Ce n’est qu’en 1960 que le livre est enfin publié en Angleterre après un procès pour obscénité des éditeurs Penguin Books (qui permit ensuite une plus grande liberté d’expression) « L’amant de Lady Chatterley », adapté au cinéma par Pascale Ferran (d’après « Lady Chatterley et l’homme des bois », César du meilleur film 2007) est une superbe ode à l’amour charnel porté par l’évocation poétique et lyrique de la campagne anglaise des Midlands. C’est aussi une réflexion sur les rapports hommes/femmes doublée d’un hommage et éloge, de la sexualité et du corps, mais aussi et surtout du phallus tout puissant et prioritaire dans la jouissance des femmes…
« Je travaille toujours à la même chose : rendre la relation sexuelle authentique et précieuse au lieu de honteuse. Et c’est dans ce roman que je suis allé le plus loin.

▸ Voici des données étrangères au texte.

// Copyright 2025 Umberto Gotti <umberto.gotti@umbertogotti.dev>
// Licensed under the Apache License, Version 2.0
// http://www.apache.org/licenses/LICENSE-2.0

//! Dynamic fan-out.
//!
//! The hub is a sink whose materialized value is a [`Source`]. Every
//! materialization of that source attaches a consumer. Elements are kept in a
//! bounded buffer until every attached consumer has taken them, so the slowest
//! consumer backpressures the hub. While no consumer is attached the hub does
//! not pull at all.
//!
//! A consumer receives the elements offered after it attached. Completion and
//! failure of the hub reach every consumer, including those attaching after the
//! hub stopped.

use crate::logging::debug;
use parking_lot::Mutex;
use sluice_core::{Attributes, NotUsed, Result, StreamError};
use sluice_stream::{
    downcast_event, AsyncCallback, CallbackSlot, GraphStage, Sink, SinkShape, Source, SourceShape,
    StageContext, StageLogic,
};
use std::any::Any;
use std::collections::{HashMap, VecDeque};
use std::marker::PhantomData;
use std::sync::atomic::{AtomicU64, Ordering};
use std::sync::Arc;

/// Factory for broadcast hub sinks.
///
/// # Examples
///
/// ```
/// use sluice_hub::BroadcastHub;
/// use sluice_stream::prelude::*;
///
/// # #[tokio::main(flavor = "current_thread")]
/// # async fn main() -> sluice_core::Result<()> {
/// let materializer = Materializer::new()?;
/// let (queue, consumers) = Source::queue(8, OverflowStrategy::Backpressure)
///     .to_mat(BroadcastHub::sink(8), Keep::both)
///     .run_with(&materializer)?;
///
/// let first = consumers.clone().run_with(Sink::seq(), &materializer)?;
/// let second = consumers.run_with(Sink::seq(), &materializer)?;
/// # tokio::time::sleep(std::time::Duration::from_millis(50)).await;
///
/// for n in 1..=3 {
///     assert!(queue.offer(n).await.is_enqueued());
/// }
/// queue.complete();
///
/// assert_eq!(first.await?, vec![1, 2, 3]);
/// assert_eq!(second.await?, vec![1, 2, 3]);
/// # Ok(())
/// # }
/// ```
#[derive(Debug, Clone, Copy)]
pub struct BroadcastHub;

impl BroadcastHub {
    /// Hub sink buffering up to `buffer` elements not yet taken by every
    /// consumer.
    #[must_use]
    pub fn sink<T: Clone + Send + 'static>(buffer: usize) -> Sink<T, Source<T>> {
        Sink::from_graph_stage(BroadcastHubStage {
            capacity: buffer.max(1),
            _marker: PhantomData,
        })
    }
}

/// Consumer to hub.
enum HubCommand<T> {
    Attach(u64, AsyncCallback<ConsumerEvent<T>>),
    Demand(u64),
    Detach(u64),
}

/// Hub to consumer.
enum ConsumerEvent<T> {
    Element(T),
    Complete,
    Failed(StreamError),
}

/// How the hub ended; written once before the command slot closes.
type Terminal = Arc<Mutex<Option<Result<()>>>>;

struct BroadcastHubStage<T> {
    capacity: usize,
    _marker: PhantomData<fn(T)>,
}

impl<T: Clone + Send + 'static> GraphStage for BroadcastHubStage<T> {
    type Shape = SinkShape<T>;
    type Mat = Source<T>;

    fn shape(&self) -> Self::Shape {
        SinkShape::new()
    }

    fn initial_attributes(&self) -> Attributes {
        Attributes::name("broadcast_hub")
    }

    fn create_logic(&self, _attributes: &Attributes) -> Result<(Box<dyn StageLogic>, Source<T>)> {
        let slot = CallbackSlot::new();
        let terminal = Terminal::default();
        let consumers = Source::from_graph_stage(ConsumerStage {
            slot: slot.clone(),
            terminal: Arc::clone(&terminal),
            next_id: Arc::new(AtomicU64::new(0)),
        });
        let logic = BroadcastHubLogic {
            shape: self.shape(),
            capacity: self.capacity,
            slot,
            terminal,
            buffer: VecDeque::with_capacity(self.capacity),
            head_seq: 0,
            consumers: HashMap::new(),
            finished: false,
        };
        Ok((Box::new(logic), consumers))
    }
}

struct Consumer<T> {
    callback: AsyncCallback<ConsumerEvent<T>>,
    /// Sequence number of the next element this consumer receives.
    next: u64,
    demand: usize,
}

struct BroadcastHubLogic<T> {
    shape: SinkShape<T>,
    capacity: usize,
    slot: CallbackSlot<HubCommand<T>>,
    terminal: Terminal,
    buffer: VecDeque<T>,
    /// Sequence number of `buffer[0]`.
    head_seq: u64,
    consumers: HashMap<u64, Consumer<T>>,
    finished: bool,
}

impl<T: Clone + Send + 'static> BroadcastHubLogic<T> {
    fn tail_seq(&self) -> u64 {
        self.head_seq + self.buffer.len() as u64
    }

    /// Serve demand, drop what everyone has taken, finish caught-up consumers
    /// and pull when there is room.
    fn dispatch(&mut self, ctx: &mut StageContext<'_>) -> Result<()> {
        let tail = self.tail_seq();
        for consumer in self.consumers.values_mut() {
            while consumer.demand > 0 && consumer.next < tail {
                let index = usize::try_from(consumer.next - self.head_seq).map_err(|_| {
                    StreamError::protocol_violation("broadcast hub consumer lost its position")
                })?;
                if let Some(element) = self.buffer.get(index) {
                    consumer.callback.invoke(ConsumerEvent::Element(element.clone()));
                }
                consumer.next += 1;
                consumer.demand -= 1;
            }
        }

        let slowest = self
            .consumers
            .values()
            .map(|consumer| consumer.next)
            .min()
            .unwrap_or(tail);
        while self.head_seq < slowest && self.buffer.pop_front().is_some() {
            self.head_seq += 1;
        }

        if self.finished {
            self.consumers.retain(|_, consumer| {
                if consumer.next < tail {
                    return true;
                }
                consumer.callback.invoke(ConsumerEvent::Complete);
                false
            });
            if self.consumers.is_empty() {
                return ctx.complete_stage();
            }
            return Ok(());
        }

        if !self.consumers.is_empty()
            && self.buffer.len() < self.capacity
            && !ctx.has_been_pulled(self.shape.inlet)
            && !ctx.is_closed(self.shape.inlet)
        {
            ctx.pull(self.shape.inlet)?;
        }
        Ok(())
    }
}

impl<T: Clone + Send + 'static> StageLogic for BroadcastHubLogic<T> {
    fn pre_start(&mut self, ctx: &mut StageContext<'_>) -> Result<()> {
        ctx.set_keep_going(true);
        self.slot.bind(ctx.async_callback());
        Ok(())
    }

    fn on_push(&mut self, ctx: &mut StageContext<'_>, _inlet: usize) -> Result<()> {
        let element = ctx.grab(self.shape.inlet)?;
        self.buffer.push_back(element);
        self.dispatch(ctx)
    }

    fn on_upstream_finish(&mut self, ctx: &mut StageContext<'_>, _inlet: usize) -> Result<()> {
        debug!("broadcast hub completed with {} consumers", self.consumers.len());
        *self.terminal.lock() = Some(Ok(()));
        self.finished = true;
        if self.consumers.is_empty() {
            self.buffer.clear();
        }
        self.dispatch(ctx)
    }

    fn on_upstream_failure(
        &mut self,
        ctx: &mut StageContext<'_>,
        _inlet: usize,
        error: StreamError,
    ) -> Result<()> {
        debug!("broadcast hub failed with {} consumers", self.consumers.len());
        *self.terminal.lock() = Some(Err(error.clone()));
        for (_, consumer) in self.consumers.drain() {
            consumer.callback.invoke(ConsumerEvent::Failed(error.clone()));
        }
        self.buffer.clear();
        ctx.fail_stage(error)
    }

    fn on_async(&mut self, ctx: &mut StageContext<'_>, event: Box<dyn Any + Send>) -> Result<()> {
        match downcast_event::<HubCommand<T>>(event)? {
            HubCommand::Attach(id, callback) => {
                debug!("broadcast hub consumer {} attached", id);
                let next = self.tail_seq();
                self.consumers.insert(
                    id,
                    Consumer {
                        callback,
                        next,
                        demand: 0,
                    },
                );
            }
            HubCommand::Demand(id) => {
                if let Some(consumer) = self.consumers.get_mut(&id) {
                    consumer.demand += 1;
                }
            }
            HubCommand::Detach(id) => {
                debug!("broadcast hub consumer {} detached", id);
                self.consumers.remove(&id);
            }
        }
        self.dispatch(ctx)
    }

    fn post_stop(&mut self, abort_cause: Option<&StreamError>) {
        let outcome = {
            let mut terminal = self.terminal.lock();
            terminal
                .get_or_insert_with(|| {
                    Err(abort_cause.cloned().unwrap_or_else(|| {
                        StreamError::abrupt_termination("broadcast hub stopped")
                    }))
                })
                .clone()
        };
        self.slot.close();
        for (_, consumer) in self.consumers.drain() {
            let event = match &outcome {
                Ok(()) => ConsumerEvent::Complete,
                Err(error) => ConsumerEvent::Failed(error.clone()),
            };
            consumer.callback.invoke(event);
        }
    }
}

struct ConsumerStage<T> {
    slot: CallbackSlot<HubCommand<T>>,
    terminal: Terminal,
    next_id: Arc<AtomicU64>,
}

impl<T: Clone + Send + 'static> GraphStage for ConsumerStage<T> {
    type Shape = SourceShape<T>;
    type Mat = NotUsed;

    fn shape(&self) -> Self::Shape {
        SourceShape::new()
    }

    fn initial_attributes(&self) -> Attributes {
        Attributes::name("broadcast_hub_consumer")
    }

    fn create_logic(
        &self,
        _attributes: &Attributes,
    ) -> Result<(Box<dyn StageLogic>, NotUsed)> {
        let logic = ConsumerLogic {
            shape: self.shape(),
            slot: self.slot.clone(),
            terminal: Arc::clone(&self.terminal),
            id: self.next_id.fetch_add(1, Ordering::Relaxed),
            attached: false,
        };
        Ok((Box::new(logic), NotUsed))
    }
}

struct ConsumerLogic<T> {
    shape: SourceShape<T>,
    slot: CallbackSlot<HubCommand<T>>,
    terminal: Terminal,
    id: u64,
    attached: bool,
}

impl<T: Clone + Send + 'static> ConsumerLogic<T> {
    /// The hub is gone; end the way it ended.
    fn follow_terminal(&mut self, ctx: &mut StageContext<'_>) -> Result<()> {
        self.attached = false;
        let outcome = self.terminal.lock().clone();
        match outcome {
            Some(Ok(())) => ctx.complete_stage(),
            Some(Err(error)) => ctx.fail_stage(error),
            None => ctx.fail_stage(StreamError::abrupt_termination("broadcast hub stopped")),
        }
    }
}

impl<T: Clone + Send + 'static> StageLogic for ConsumerLogic<T> {
    fn pre_start(&mut self, ctx: &mut StageContext<'_>) -> Result<()> {
        match self
            .slot
            .invoke(HubCommand::Attach(self.id, ctx.async_callback()))
        {
            Ok(()) => {
                self.attached = true;
                Ok(())
            }
            Err(_) => self.follow_terminal(ctx),
        }
    }

    fn on_pull(&mut self, ctx: &mut StageContext<'_>, _outlet: usize) -> Result<()> {
        if self.slot.invoke(HubCommand::Demand(self.id)).is_err() {
            return self.follow_terminal(ctx);
        }
        Ok(())
    }

    fn on_async(&mut self, ctx: &mut StageContext<'_>, event: Box<dyn Any + Send>) -> Result<()> {
        match downcast_event::<ConsumerEvent<T>>(event)? {
            ConsumerEvent::Element(element) => ctx.push(self.shape.out, element),
            ConsumerEvent::Complete => {
                self.attached = false;
                ctx.complete_stage()
            }
            ConsumerEvent::Failed(error) => {
                self.attached = false;
                ctx.fail_stage(error)
            }
        }
    }

    fn post_stop(&mut self, _abort_cause: Option<&StreamError>) {
        if self.attached {
            let _ = self.slot.invoke(HubCommand::Detach(self.id));
        }
    }
}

Pour moi, il est beau, tendre et frêle comme le moi dans sa nudité. » (Lettre de D.H. Lawrence à Nancy Pearn, le 12 avril 1927)
L’amant de Lady Chatterley est l’histoire d’amour adultère entre une aristocrate anglaise mariée (Lady Chatterley de son petit nom « Connie ») et son garde-chasse (Mellors), un homme manuel de la terre, un peu « animal » qui s’oppose au mari de cette première (Sir Clifford), homme de lettres paralysé des suites d’une blessure de guerre. Cette aventure amoureuse sera le révélateur de la sensualité de l’héroïne (en voie de désertification) qui fera en quelque sorte son éducation sexuelle avec cet « homme des bois » et balaiera ses hontes et complexes en lui faisant découvrir le plaisir charnel. De leur apprivoisement progressif jusqu’à leur union parfaite… Il célèbre aussi la victoire de l’amour sur les conventions sociales, du corps sur l’esprit, du primitif sur la pensée trop réfléchie…

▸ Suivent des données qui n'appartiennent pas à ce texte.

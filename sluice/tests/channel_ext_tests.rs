// Copyright 2025 Umberto Gotti <umberto.gotti@umbertogotti.dev>
// Licensed under the Apache License, Version 2.0
// http://www.apache.org/licenses/LICENSE-2.0

use sluice::prelude::*;
use sluice_test_utils::{assert_pending_for, await_within};
use tokio::sync::mpsc;

#[tokio::test]
async fn test_unbounded_receiver_source_completes_when_senders_drop() -> anyhow::Result<()> {
    // Arrange
    let materializer = Materializer::new()?;
    let (tx, rx) = mpsc::unbounded_channel();
    for n in 1..=5 {
        tx.send(n)?;
    }
    drop(tx);

    // Act
    let result = await_within(
        1_000,
        rx.into_source().map(|n| n * 10).run_with(Sink::seq(), &materializer)?,
    )
    .await?;

    // Assert
    assert_eq!(result, vec![10, 20, 30, 40, 50]);
    Ok(())
}

#[tokio::test]
async fn test_receiver_source_can_run_only_once() -> anyhow::Result<()> {
    // Arrange
    let materializer = Materializer::new()?;
    let (_tx, rx) = mpsc::channel::<u8>(1);
    let source = rx.into_source();
    let _running = source.clone().run_with(Sink::ignore(), &materializer)?;

    // Act
    let second = source.run_with(Sink::ignore(), &materializer);

    // Assert
    assert!(second.is_err());
    Ok(())
}

#[tokio::test]
async fn test_sender_sink_backpressures_on_a_full_channel() -> anyhow::Result<()> {
    // Arrange
    let materializer = Materializer::new()?;
    let (tx, mut rx) = mpsc::channel(2);
    let mut done = Source::from_iter(1..=5).run_with(tx.into_sink(), &materializer)?;

    // Act
    assert_pending_for(&mut done, 50).await;
    let mut received = Vec::new();
    while let Some(n) = await_within(1_000, rx.recv()).await {
        received.push(n);
        if received.len() == 5 {
            break;
        }
    }

    // Assert
    await_within(1_000, done).await?;
    assert_eq!(received, vec![1, 2, 3, 4, 5]);
    Ok(())
}

#[tokio::test]
async fn test_sender_sink_fails_when_receiver_is_dropped() -> anyhow::Result<()> {
    // Arrange
    let materializer = Materializer::new()?;
    let (tx, rx) = mpsc::channel::<u32>(1);
    drop(rx);

    // Act
    let result = await_within(
        1_000,
        Source::from_iter(1..=3).run_with(tx.into_sink(), &materializer)?,
    )
    .await;

    // Assert
    let error = result.expect_err("sending into a closed channel must fail");
    assert!(error.to_string().contains("receiver dropped"), "{error}");
    Ok(())
}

La puissance évocatrice de l’érotisme à travers la nature
L’écrivain a travaillé avec minutie et un grand art poétique, ses descriptions du bois qui entoure la propriété que Connie traverse pour rejoindre son amant. Il entremêle ainsi l’éveil progressif de la nature hivernale endormie et son éveil érotique.

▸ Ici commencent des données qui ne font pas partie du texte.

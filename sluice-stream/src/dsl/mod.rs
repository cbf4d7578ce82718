// Copyright 2025 Umberto Gotti <umberto.gotti@umbertogotti.dev>
// Licensed under the Apache License, Version 2.0
// http://www.apache.org/licenses/LICENSE-2.0

//! Construction API: immutable, reusable blueprints of stream graphs.
//!
//! A [`Source`], [`Flow`] or [`Sink`] is a graph with one open port on each
//! end, together with the recipe for its materialized value. Composing two
//! blueprints appends their graphs and wires the open ports; nothing runs until
//! a [`RunnableGraph`] is handed to a [`Materializer`](crate::Materializer).
//! Arbitrary topologies are built with [`GraphDsl`].

mod flow;
mod flow_ops;
mod graph_dsl;
mod runnable;
mod sink;
mod source;
mod sub_flow;

pub use self::flow::Flow;
pub use self::flow_ops::FlowOps;
pub use self::graph_dsl::GraphDsl;
pub use self::runnable::RunnableGraph;
pub use self::sink::Sink;
pub use self::source::Source;
pub use self::sub_flow::SubFlow;

use crate::graph::Graph;
use sluice_core::Attributes;

/// Apply `attributes` to a blueprint's graph.
///
/// A single stage takes them as its own, overriding what it carries already. A
/// composite receives them as the outermost layer, so attributes set on its
/// stages keep precedence.
pub(crate) fn apply_attributes(graph: &mut Graph, attributes: &Attributes) {
    if let [node] = graph.nodes.as_mut_slice() {
        node.attributes = node.attributes.clone().and(attributes.clone());
    } else {
        graph.add_attributes(attributes);
    }
    if attributes.is_async_boundary() {
        graph.seal_island();
    }
}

« Elle était comme une forêt, comme le sombre entrelacs du bois de chênes et le bruissement silencieux de ses milliers de bourgeons éclatés. En même temps les oiseaux du désir dormaient dans le vaste et complexe dédale de son corps. » Une symbolique peut être simpliste ou cliché mais qui résonne avec puissance d’autant que Lawrence sait lui conférer une grâce presque onirique parfois. Le champ lexical végétal et animal est abondement utilisé, comme cette description du physique de Connie : « (…) son corps aurait dû avoir une plénitude généreuse et fuyante, mais quelque chose manquait. Au lieu de mûrir dans ses courbes fermes et fuyantes, son corps devenait plat et un peu rêche. Comme s’il n’avait pas eu assez de soleil et de chaleur ; c’était un corps un peu grisâtre et privé de sève. »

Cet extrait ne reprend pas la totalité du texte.